Foi realizado o processo de desidratação, utilizando concentrações sucessivamente maiores (de 20 a 100%) de etanol (Honeywell Riedel-de Haën, Seelze, Alemanha). No dia de observação a microscópio, um filme de ouro-paládio (Au-Pd) de 80-20% de massa foi colocado sobre as amostras e estas foram observadas com uma voltagem de aceleração de 10kV com sucessivas ampliações. Para avaliação da rugosidade de superfície, foi realizada perfilometria de contacto, utilizado o Tencor Alpha-step 200 Profilometer, com uma ponta de 12,5μm de diâmetro, a uma distância de 400μm e com uma força de 11mg. A análise estatística foi realizada utilizando IBM SPSS Statistics 28,0 para macOs (SPSS, Chicago, EUA) e GraphPad Prism 9 para macOs (GraphPad Software, Inc. San Diego CA, EUA). A distribuição de normalidade foi avaliada para todas as amostras utilizando o teste de Kolgromov-Smirnov. A comparação entre os grupos foi realizada com base na análise de variância (ANOVA) de uma via, coadjuvante aos testes post-hoc de Tukey. O nível de significância foi definido como p<0,05 e todos os resultados foram apresentados como média ± desvio padrão (DP). Foi observado um aumento significativo do crescimento celular após 7 dias em cultura no grupo PC (impresso com a resina C&B MFH, pela impressora Phrozen Sonic Mini 4K) e no grupo PT (impresso com a resina Crowntec, pela impressora Phrozen Sonic Mini 4K), quando comparado ao grupo PD (impresso com a resina Denture 3D+, pela impressora Phrozen Sonic Mini 4K) (p=0,028 e p=0,203, respectivamente). Não foram observadas diferenças significativas, em qualquer momento, ao comparar grupos produzidos com a impressora NextDent 5100 e a impressora Phrozen Sonic Mini 4K. Ao comparar a viabilidade celular por resina, foi verificada uma diminuição significativa da viabilidade da resina Denture 3D+, face à resina Crowntec após 1 dia (p<0,001). Ao terceiro e sétimo dia, existiu uma diminuição significativa da viabilidade na resina Denture 3D+, comparativamente à resina C&B MFH (p=0,008 no dia 3 e p=0,002 no dia sete) e Crowntec (p<0,001 no dia 3 e 7). Não foi verificada uma diferença significativa entre as resinas C&B MFH e Crowntec. Relativamente à resposta inflamatória, foi verificada uma maior concentração de IL-6 do grupo ND (impresso com a resina Denture 3D+, pela impressora NextDent 5100) face ao grupo PT. Foi também verificada uma maior concentração de IL-8 do grupo NC (impresso

com a resina C&B MFH, pela impressora NextDent 5100) face aos grupos ND, NT (impresso com Crowntec, pela impressora NextDent 5100), PD e PT. Relativamente à morfologia celular, foi observado que grupo PT apresentava uma maior distribuição e adesão de fibroblastos e que os mesmos apresentavam uma aparência fusiforme.

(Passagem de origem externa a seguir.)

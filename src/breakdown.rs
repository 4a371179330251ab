use std::collections::{BTreeMap, BTreeSet};

use crate::models::{BreakdownItem, BreakdownMode, Issue, Signal, SignalBreakdown};
use crate::timeline::round_to;

pub fn build_breakdown(issues: &[Issue], mode: BreakdownMode) -> SignalBreakdown {
    let mut totals: BTreeMap<Signal, (f64, usize)> = BTreeMap::new();

    for issue in issues {
        let mut seen = BTreeSet::new();
        for signal in &issue.signals_triggered {
            if !seen.insert(*signal) {
                continue;
            }
            let weight = match mode {
                BreakdownMode::Count => 1.0,
                BreakdownMode::Weighted => issue
                    .signal_contributions
                    .iter()
                    .filter(|c| c.signal == *signal)
                    .map(|c| c.contribution)
                    .sum(),
            };
            let entry = totals.entry(*signal).or_insert((0.0, 0));
            entry.0 += weight;
            entry.1 += 1;
        }
    }

    let total_weight: f64 = totals.values().map(|(weight, _)| weight).sum();
    if total_weight <= 0.0 {
        return SignalBreakdown {
            mode,
            total_weight: 0.0,
            items: Vec::new(),
        };
    }

    let mut ranked: Vec<(Signal, f64, usize)> = totals
        .into_iter()
        .filter(|(_, (weight, _))| *weight > 0.0)
        .map(|(signal, (weight, segments))| (signal, weight, segments))
        .collect();
    // BTreeMap iteration is canonical, so the stable sort breaks ties by signal.
    ranked.sort_by(|a, b| b.1.partial_cmp(&a.1).unwrap_or(std::cmp::Ordering::Equal));

    let items = ranked
        .into_iter()
        .map(|(signal, weight, segments)| BreakdownItem {
            signal,
            weight: round_to(weight, 2),
            percent: round_to(100.0 * weight / total_weight, 2),
            segments,
        })
        .collect();

    SignalBreakdown {
        mode,
        total_weight: round_to(total_weight, 2),
        items,
    }
}

#[cfg(test)]
mod tests {
    use super::*;
    use crate::models::{Contribution, Evidence, SeverityTier, Tone};
    use proptest::prelude::*;

    fn sample_issue(segment_id: usize, contributions: &[(Signal, f64)]) -> Issue {
        Issue {
            segment_id,
            start_sec: segment_id as f64 * 10.0,
            end_sec: (segment_id + 1) as f64 * 10.0,
            risk: contributions.iter().map(|(_, c)| c).sum(),
            severity_tier: SeverityTier::Low,
            signals_triggered: contributions.iter().map(|(s, _)| *s).collect(),
            signal_contributions: contributions
                .iter()
                .map(|(signal, contribution)| Contribution {
                    signal: *signal,
                    contribution: *contribution,
                })
                .collect(),
            label: "label".to_string(),
            explanation: String::new(),
            evidence: Evidence::default(),
            fix: String::new(),
            tone: Tone {
                kind: String::new(),
                honest: String::new(),
                brutal: String::new(),
            },
        }
    }

    #[test]
    fn weights_accumulate_per_signal() {
        let issues = vec![
            sample_issue(1, &[(Signal::ConceptSpike, 3.0), (Signal::GroundingGap, 2.6)]),
            sample_issue(3, &[(Signal::GroundingGap, 1.3), (Signal::Tmb, 2.4)]),
        ];
        let breakdown = build_breakdown(&issues, BreakdownMode::Weighted);

        assert_eq!(breakdown.total_weight, 9.3);
        let signals: Vec<Signal> = breakdown.items.iter().map(|i| i.signal).collect();
        assert_eq!(
            signals,
            vec![Signal::GroundingGap, Signal::ConceptSpike, Signal::Tmb]
        );
        assert_eq!(breakdown.items[0].weight, 3.9);
        assert_eq!(breakdown.items[0].segments, 2);
        assert_eq!(breakdown.items[0].percent, 41.94);
    }

    #[test]
    fn count_mode_counts_segments() {
        let issues = vec![
            sample_issue(0, &[(Signal::Tmb, 2.4)]),
            sample_issue(1, &[(Signal::Tmb, 1.2), (Signal::RambleRatio, 1.6)]),
        ];
        let breakdown = build_breakdown(&issues, BreakdownMode::Count);
        assert_eq!(breakdown.total_weight, 3.0);
        assert_eq!(breakdown.items[0].signal, Signal::Tmb);
        assert_eq!(breakdown.items[0].weight, 2.0);
        assert_eq!(breakdown.items[1].percent, 33.33);
    }

    #[test]
    fn ties_use_canonical_order() {
        let issues = vec![sample_issue(
            0,
            &[(Signal::RambleRatio, 2.0), (Signal::ConceptSpike, 2.0)],
        )];
        let breakdown = build_breakdown(&issues, BreakdownMode::Weighted);
        assert_eq!(breakdown.items[0].signal, Signal::ConceptSpike);
        assert_eq!(breakdown.items[1].signal, Signal::RambleRatio);
    }

    #[test]
    fn no_issues_yield_an_empty_breakdown() {
        let breakdown = build_breakdown(&[], BreakdownMode::Weighted);
        assert_eq!(breakdown.total_weight, 0.0);
        assert!(breakdown.items.is_empty());
    }

    proptest! {
        #![proptest_config(ProptestConfig::with_cases(100))]

        #[test]
        fn prop_percentages_sum_to_one_hundred(
            rows in prop::collection::vec(prop::collection::vec((0usize..6, 0.1f64..3.0), 1..6), 1..10),
        ) {
            let issues: Vec<Issue> = rows
                .iter()
                .enumerate()
                .map(|(id, row)| {
                    let mut contributions: Vec<(Signal, f64)> = Vec::new();
                    for (index, value) in row {
                        let signal = Signal::ALL[*index];
                        if contributions.iter().all(|(s, _)| *s != signal) {
                            contributions.push((signal, *value));
                        }
                    }
                    sample_issue(id, &contributions)
                })
                .collect();

            let breakdown = build_breakdown(&issues, BreakdownMode::Weighted);
            prop_assert!(!breakdown.items.is_empty());
            let sum: f64 = breakdown.items.iter().map(|i| i.percent).sum();
            prop_assert!((sum - 100.0).abs() <= 0.05);
        }
    }
}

Os fibroblastos existentes nas amostras do grupo PD apresentavam uma aparência mais achatada e estreita, com menos prolongamentos celulares. Relativamente à rugosidade de superfície, não foram encontradas diferenças significativas entre os grupos. Tendo em conta os resultados deste estudo, é possível concluir que as impressoras NextDent 5100 e Phrozen Sonic Mini 4K apresentaram um desempenho semelhante, considerando as respostas celulares. Desta forma, a hipótese primária nula foi aceite. É possível também concluir que o uso de diferentes resinas influencia o comportamento celular in-vitro de fibroblastos humanos, evidenciado pelas diferenças significativas encontradas nos 3 momentos de viabilidade celular. Desta forma, a hipótese secundária nula foi rejeitada. A resina Denture 3D+ apresentou o pior comportamento celular, sendo que são necessários mais estudos, de modo a determinar se esta resina é compatível com o uso a longo prazo, necessário para a utilização de uma prótese removível. Podemos concluir que a resina C&B MFH promove uma proliferação celular semelhante à resina Crowntec, sendo uma opção menos dispendiosa. Adicionalmente, a rugosidade da superfície não parece ser influenciada pelo uso de diferentes impressoras ou resinas, se forem utilizados parâmetros equivalentes.